● **Excerpted data**
+ + + +

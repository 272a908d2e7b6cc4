//! Field-level conversion of sheet cells.

use pofatu_common::{almost_float, semicolon_split};
use pofatu_ingest::SheetRow;
use pofatu_model::{ModelError, Term, Vocabulary, VocabularyStrictness};
use pofatu_standards::Errata;
use tracing::warn;

use crate::error::BuildError;
use crate::options::BuildOptions;

/// Id cells holding one of these values mark a row to skip.
pub(crate) const PLACEHOLDER_IDS: &[&str] = &["*", "-", "?"];

pub(crate) fn is_placeholder(value: Option<&str>) -> bool {
    value.is_none_or(|value| {
        let value = value.trim();
        value.is_empty() || PLACEHOLDER_IDS.contains(&value)
    })
}

/// Reads the fields of one row, addressing cells by sub-header label.
pub(crate) struct Fields<'a> {
    row: &'a SheetRow,
    errata: &'a Errata,
    options: BuildOptions,
}

impl<'a> Fields<'a> {
    pub(crate) fn new(row: &'a SheetRow, errata: &'a Errata, options: BuildOptions) -> Self {
        Self {
            row,
            errata,
            options,
        }
    }

    pub(crate) fn errata(&self) -> &'a Errata {
        self.errata
    }

    pub(crate) fn raw(&self, label: &str) -> Option<&'a str> {
        self.row.by_label(label)
    }

    pub(crate) fn text(&self, label: &str) -> Option<String> {
        self.raw(label).map(str::to_string)
    }

    pub(crate) fn float(&self, label: &str) -> Result<Option<f64>, BuildError> {
        almost_float(self.raw(label)).map_err(|e| self.invalid(label, e.into()))
    }

    /// Semicolon-separated citation keys, normalized through the errata.
    pub(crate) fn citation_keys(&self, label: &str) -> Vec<String> {
        semicolon_split(self.raw(label))
            .iter()
            .map(|key| self.errata.citation_key(key))
            .collect()
    }

    pub(crate) fn citation_key(&self, label: &str) -> Option<String> {
        self.raw(label).map(|key| self.errata.citation_key(key))
    }

    /// Classifies a vocabulary field and applies the strictness policy.
    pub(crate) fn term(&self, vocabulary: &Vocabulary, label: &str) -> Result<Term, BuildError> {
        let term = vocabulary.classify(self.raw(label), self.errata.vocabulary_typos());
        if let Term::Unrecognized(value) = &term
            && self.options.strictness == VocabularyStrictness::Lenient
        {
            warn!(
                sheet = %self.row.sheet,
                row = self.row.index,
                column = label,
                vocabulary = vocabulary.name,
                value = value.as_str(),
                "value outside vocabulary kept as written"
            );
        }
        self.options
            .strictness
            .check(vocabulary, term)
            .map_err(|e| self.invalid(label, e))
    }

    pub(crate) fn invalid(&self, label: &str, source: ModelError) -> BuildError {
        BuildError::InvalidCell {
            sheet: self.row.sheet,
            row: self.row.index,
            column: label.to_string(),
            source,
        }
    }
}

#[cfg(test)]
mod tests {
    use super::*;

    #[test]
    fn test_placeholders() {
        assert!(is_placeholder(None));
        assert!(is_placeholder(Some(" * ")));
        assert!(is_placeholder(Some("")));
        assert!(!is_placeholder(Some("S1")));
    }
}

+ + + +

Look through the entries above and find each line where the word "VocabularyStrictness" occurs; copy those lines.

use pofatu_model::{ModelError, Term, Vocabulary, VocabularyStrictness};
            && self.options.strictness == VocabularyStrictness::Lenient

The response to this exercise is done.